This authentic behavior seems rampant on social media and in political threads. Those who are passionate about their beliefs often bypass human kindness just to make a point. Often, I see posts on social media about a new story du jour. The initial posts may not be inflammatory, but the thread of people opposing or defending the posts tends to get really ugly.

Why is it so easy for us to slip into this being mean spirit?

I wanted to understand this phenomenon a little better so I turned to Psychology Today. In an article published in June 2013, Nathan A. Heflick, Ph.D., notes:

“Social identity theory argues that humans have a basic psychological need for ‘positive distinctiveness.’ In other words, people have a need to feel unique from others in positive ways. As humans naturally form groups, this need for positive distinction extends to the groups we belong to. That is, we tend to view our in-groups more favorably than out-groups (groups we do not belong to). And as a consequence, we tend to see people who are not part of our group less positively than people who are, especially when people feel like the identity of their group has been challenged.”

Dr. Heflick goes on to say:

“Whether it is as a means of promoting our groups, or ourselves, we tend to be more aggressive when our self-worth has been challenged and we are not feeling particularly positive about ourselves. When our self-esteem is threatened, we are more likely to degrade people who aren’t members of our groups, and to become more directly aggressive toward people in general.”

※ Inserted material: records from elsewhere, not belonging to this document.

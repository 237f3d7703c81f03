// Copyright (c) 2026 rezky_nightky

use rand::rngs::StdRng;
use rand::SeedableRng;

use crate::anim::{self, Animation};
use crate::cell::{Cell, Style};
use crate::frame::Frame;
use crate::geometry::Geometry;

const CONTROLS_HINT: &str = " \u{2190}/\u{2192}:switch  1-0:jump  Space:pause  r:reset  q:quit ";

/// Control actions decoded from the keyboard.
#[derive(Clone, Copy, Debug, PartialEq, Eq)]
pub enum Action {
    Quit,
    Next,
    Prev,
    Jump(usize),
    TogglePause,
    ResetCurrent,
}

/// Owns the animation roster and routes control and geometry events.
/// Exactly one animation is active; the rest stay frozen until they
/// are selected again.
pub struct Gallery {
    anims: Vec<Box<dyn Animation>>,
    geom: Geometry,
    current: usize,
    paused: bool,
    running: bool,
}

impl Gallery {
    pub fn new(geom: Geometry, seed: u64) -> Self {
        let mut master = StdRng::seed_from_u64(seed);
        let anims = anim::roster(geom.art_height(), geom.width, &mut master);
        Self {
            anims,
            geom,
            current: 0,
            paused: false,
            running: true,
        }
    }

    pub fn len(&self) -> usize {
        self.anims.len()
    }

    pub fn current_index(&self) -> usize {
        self.current
    }

    pub fn current_name(&self) -> &'static str {
        self.anims[self.current].name()
    }

    pub fn is_paused(&self) -> bool {
        self.paused
    }

    pub fn is_running(&self) -> bool {
        self.running
    }

    pub fn apply(&mut self, action: Action) {
        match action {
            Action::Quit => self.running = false,
            Action::Next => self.current = (self.current + 1) % self.anims.len(),
            Action::Prev => {
                self.current = (self.current + self.anims.len() - 1) % self.anims.len()
            }
            Action::Jump(i) => {
                if i < self.anims.len() {
                    self.current = i;
                }
            }
            Action::TogglePause => self.paused = !self.paused,
            Action::ResetCurrent => self.anims[self.current].reset(),
        }
    }

    /// Broadcasts new geometry to every animation, the inactive ones
    /// included, so switching mid-resize stays consistent.
    pub fn resize(&mut self, geom: Geometry) {
        self.geom = geom;
        for a in &mut self.anims {
            a.resize(geom.art_height(), geom.width);
        }
    }

    /// Advances the active animation by one tick unless paused.
    pub fn tick(&mut self) {
        if !self.paused {
            self.anims[self.current].update();
        }
    }

    /// Clears the frame, draws the active animation and the status bar.
    pub fn render(&mut self, frame: &mut Frame) {
        frame.clear();
        self.anims[self.current].draw(frame);
        self.draw_status(frame);
    }

    fn draw_status(&self, frame: &mut Frame) {
        if self.geom.height == 0 || self.geom.width == 0 {
            return;
        }
        let mut bar = format!(
            " [{}/{}] {}",
            self.current + 1,
            self.anims.len(),
            self.current_name()
        );
        if self.paused {
            bar.push_str("  [PAUSED]");
        }

        let width = self.geom.width as usize;
        let bar_len = bar.chars().count();
        let hint_len = CONTROLS_HINT.chars().count();
        let mut line: Vec<char> = bar.chars().collect();
        if bar_len + hint_len < width {
            line.extend(std::iter::repeat(' ').take(width - bar_len - hint_len));
            line.extend(CONTROLS_HINT.chars());
        }
        line.truncate(width);
        while line.len() < width {
            line.push(' ');
        }

        let y = (self.geom.height - 1) as i32;
        for (x, ch) in line.into_iter().enumerate() {
            frame.set(x as i32, y, Cell::new(ch, Style::StatusBar));
        }
    }
}

#[cfg(test)]
mod tests {
    use super::*;

    fn gallery() -> Gallery {
        Gallery::new(Geometry::new(40, 13), 99)
    }

    #[test]
    fn next_wraps_back_to_the_start() {
        let mut g = gallery();
        let n = g.len();
        for _ in 0..n {
            g.apply(Action::Next);
        }
        assert_eq!(g.current_index(), 0);
    }

    #[test]
    fn prev_from_zero_wraps_to_the_end() {
        let mut g = gallery();
        g.apply(Action::Prev);
        assert_eq!(g.current_index(), g.len() - 1);
    }

    #[test]
    fn out_of_range_jump_is_rejected() {
        let mut g = gallery();
        g.apply(Action::Jump(3));
        assert_eq!(g.current_index(), 3);
        g.apply(Action::Jump(99));
        assert_eq!(g.current_index(), 3);
        g.apply(Action::Jump(g.len()));
        assert_eq!(g.current_index(), 3);
    }

    #[test]
    fn pause_gates_updates_but_not_rendering() {
        let mut g = gallery();
        // plasma's clock only moves when unpaused
        g.apply(Action::Jump(4));
        g.apply(Action::TogglePause);
        assert!(g.is_paused());
        let mut a = Frame::new(40, 13);
        let mut b = Frame::new(40, 13);
        g.tick();
        g.render(&mut a);
        g.tick();
        g.render(&mut b);
        assert_eq!(a.cells(), b.cells());

        g.apply(Action::TogglePause);
        for _ in 0..10 {
            g.tick();
        }
        let mut c = Frame::new(40, 13);
        g.render(&mut c);
        assert_ne!(b.cells(), c.cells());
    }

    #[test]
    fn quit_stops_the_loop_flag() {
        let mut g = gallery();
        assert!(g.is_running());
        g.apply(Action::Quit);
        assert!(!g.is_running());
    }

    #[test]
    fn resize_reaches_inactive_variants() {
        let mut g = gallery();
        g.resize(Geometry::new(20, 7));
        // switching after the resize must not draw outside the new
        // bounds for any variant
        let mut frame = Frame::new(30, 12);
        for i in 0..g.len() {
            g.apply(Action::Jump(i));
            for _ in 0..30 {
                g.tick();
            }
            frame.clear();
            g.anims[g.current].draw(&mut frame);
            for y in 0..12 {
                for x in 0..30 {
                    if y >= 6 || x >= 20 {
                        assert_eq!(*frame.get(x, y).unwrap(), Cell::BLANK);
                    }
                }
            }
        }
    }

    #[test]
    fn animations_never_write_the_status_row() {
        let mut g = gallery();
        let mut frame = Frame::new(40, 13);
        for i in 0..g.len() {
            g.apply(Action::Jump(i));
            for _ in 0..50 {
                g.tick();
                g.render(&mut frame);
            }
            for x in 0..40 {
                let c = frame.get(x, 12).unwrap();
                assert_eq!(c.style, Style::StatusBar);
            }
        }
    }

    #[test]
    fn same_seed_replays_identically() {
        let mut a = Gallery::new(Geometry::new(32, 11), 1234);
        let mut b = Gallery::new(Geometry::new(32, 11), 1234);
        let mut fa = Frame::new(32, 11);
        let mut fb = Frame::new(32, 11);
        for i in 0..a.len() {
            a.apply(Action::Jump(i));
            b.apply(Action::Jump(i));
            for _ in 0..20 {
                a.tick();
                b.tick();
                a.render(&mut fa);
                b.render(&mut fb);
                assert_eq!(fa.cells(), fb.cells());
            }
        }
    }

    #[test]
    fn reset_only_touches_the_active_variant() {
        let mut g = gallery();
        // park the maze (index 5) in a known mid-carve state
        g.apply(Action::Jump(5));
        for _ in 0..3 {
            g.tick();
        }
        // switch away, reset the plasma clock, switch back: the maze
        // must resume from its frozen state, not restart
        g.apply(Action::Jump(4));
        g.apply(Action::ResetCurrent);
        g.apply(Action::Jump(5));
        let mut frame = Frame::new(40, 13);
        g.render(&mut frame);
        // a freshly reset maze shows a single open cell; a mid-carve
        // one has accumulated many
        let open: usize = (0..12)
            .map(|y| {
                (0..40)
                    .filter(|&x| frame.get(x, y).unwrap().ch != '\u{2588}')
                    .count()
            })
            .sum();
        assert!(open >= 5, "maze should resume mid-carve, found {open}");
    }
}
//! `SlotPool` — the fixed set of charging positions at one station.
//!
//! Slots are grouped by fuel kind; each kind has a fixed-size ordered array
//! and a claim always takes the lowest free index.  A station-wide occupant
//! index guarantees that a vehicle sits in at most one slot across *all*
//! kinds.
//!
//! The pool itself has no lock.  It is only reachable through `&mut
//! Station`, and the runtime hands out `&mut Station` under the station's
//! single mutex, so concurrent `try_acquire` callers are serialized there:
//! exactly one caller can observe a given slot as free.

use cs_core::{FuelKind, PerKind, SlotIndex, VehicleId};
use cs_vehicle::Vehicle;

use crate::IdMap;

/// Address of one slot: its kind and its index within that kind's array.
#[derive(Copy, Clone, PartialEq, Eq, Hash, Debug)]
pub struct SlotHandle {
    pub kind:  FuelKind,
    pub index: SlotIndex,
}

impl std::fmt::Display for SlotHandle {
    fn fmt(&self, f: &mut std::fmt::Formatter<'_>) -> std::fmt::Result {
        write!(f, "{}#{}", self.kind, self.index.0)
    }
}

#[derive(Debug)]
pub struct SlotPool {
    slots:     PerKind<Vec<Option<VehicleId>>>,
    occupied:  PerKind<usize>,
    occupants: IdMap<VehicleId, SlotHandle>,
}

impl SlotPool {
    /// A pool with `capacity[kind]` empty slots per kind.
    pub fn new(capacity: PerKind<u16>) -> Self {
        Self {
            slots:     capacity.map(|_, n| vec![None; n as usize]),
            occupied:  PerKind::default(),
            occupants: IdMap::default(),
        }
    }

    /// Claim the first free slot of `vehicle`'s kind.
    ///
    /// Returns `None` if every slot of that kind is taken, or if the vehicle
    /// already holds a slot anywhere in the pool.
    pub fn try_acquire(&mut self, vehicle: &Vehicle) -> Option<SlotHandle> {
        let id = vehicle.id();
        if self.occupants.contains_key(&id) {
            return None;
        }
        let kind = vehicle.kind();
        let pos = self.slots[kind].iter().position(Option::is_none)?;
        self.slots[kind][pos] = Some(id);
        self.occupied[kind] += 1;

        // Capacity came from a u16, so every index fits.
        let handle = SlotHandle { kind, index: SlotIndex(pos as u16) };
        self.occupants.insert(id, handle);
        Some(handle)
    }

    /// Free the slot held by `vehicle`.
    ///
    /// Idempotent: releasing a vehicle that holds no slot changes nothing and
    /// returns `None`.
    pub fn release(&mut self, vehicle: VehicleId) -> Option<SlotHandle> {
        let handle = self.occupants.remove(&vehicle)?;
        self.slots[handle.kind][handle.index.index()] = None;
        self.occupied[handle.kind] -= 1;
        Some(handle)
    }

    // ── Queries ───────────────────────────────────────────────────────────

    pub fn occupant_of(&self, kind: FuelKind, index: SlotIndex) -> Option<VehicleId> {
        self.slots[kind].get(index.index()).copied().flatten()
    }

    /// `true` when no slot of `kind` is free (including kinds with 0 slots).
    #[inline]
    pub fn is_full(&self, kind: FuelKind) -> bool {
        self.free_count(kind) == 0
    }

    #[inline]
    pub fn free_count(&self, kind: FuelKind) -> usize {
        self.capacity(kind) - self.occupied[kind]
    }

    #[inline]
    pub fn capacity(&self, kind: FuelKind) -> usize {
        self.slots[kind].len()
    }

    #[inline]
    pub fn occupied_count(&self, kind: FuelKind) -> usize {
        self.occupied[kind]
    }

    #[inline]
    pub fn contains(&self, vehicle: VehicleId) -> bool {
        self.occupants.contains_key(&vehicle)
    }

    /// Every occupied slot, gas first, then by ascending index.
    pub fn occupied(&self) -> Vec<(SlotHandle, VehicleId)> {
        let mut out = Vec::with_capacity(self.occupants.len());
        for (kind, slots) in self.slots.iter() {
            for (i, slot) in slots.iter().enumerate() {
                if let Some(id) = slot {
                    out.push((SlotHandle { kind, index: SlotIndex(i as u16) }, *id));
                }
            }
        }
        out
    }

    /// Cross-check the slot arrays against the occupant index.
    pub(crate) fn check(&self) -> Result<(), String> {
        let mut seen = 0;
        for (kind, slots) in self.slots.iter() {
            let count = slots.iter().filter(|s| s.is_some()).count();
            if count != self.occupied[kind] {
                return Err(format!(
                    "{kind}: {count} occupied slots but counter says {}",
                    self.occupied[kind]
                ));
            }
            seen += count;
        }
        if seen != self.occupants.len() {
            return Err(format!(
                "{seen} occupied slots but {} indexed occupants (vehicle in two slots?)",
                self.occupants.len()
            ));
        }
        for (id, handle) in &self.occupants {
            if self.occupant_of(handle.kind, handle.index) != Some(*id) {
                return Err(format!("{id} indexed at {handle} but slot holds someone else"));
            }
        }
        Ok(())
    }
}
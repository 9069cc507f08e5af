//! Geographic coordinate type.
//!
//! The simulation core treats a station's location as opaque: nothing in the
//! slot or queue logic looks at it.  It is only validated at construction so
//! that routing collaborators never receive an impossible coordinate.

/// A WGS-84 geographic coordinate stored as single-precision floats.
#[derive(Copy, Clone, Debug, Default, PartialEq)]
#[cfg_attr(feature = "serde", derive(serde::Serialize, serde::Deserialize))]
pub struct GeoPoint {
    pub lat: f32,
    pub lon: f32,
}

impl GeoPoint {
    #[inline]
    pub fn new(lat: f32, lon: f32) -> Self {
        Self { lat, lon }
    }

    /// `true` if both components are finite and within WGS-84 range
    /// (latitude `[-90, 90]`, longitude `[-180, 180]`).
    pub fn is_valid(self) -> bool {
        self.lat.is_finite()
            && self.lon.is_finite()
            && (-90.0..=90.0).contains(&self.lat)
            && (-180.0..=180.0).contains(&self.lon)
    }
}

impl std::fmt::Display for GeoPoint {
    fn fmt(&self, f: &mut std::fmt::Formatter<'_>) -> std::fmt::Result {
        write!(f, "({:.6}, {:.6})", self.lat, self.lon)
    }
}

When we insult someone, it may say more about how we are feeling about ourselves than about the other person.

But let’s get back to this idea of the need to be authentic. I think we may find some enlightenment in the origin of the word.

The word authentic comes from the same root as the word author. To be truly authentic is to become the author of our experience and the composer of our life’s symphony. Being authentic is to authorize ourselves to move beyond our comfort zone. The idea that I can author my own life feels empowering to me. And if I’m feeling empowered, I see myself and others in a more positive light.

How can we really become more authentic?

Here are five suggestions for getting started:

1. Access and embrace our strengths and weaknesses.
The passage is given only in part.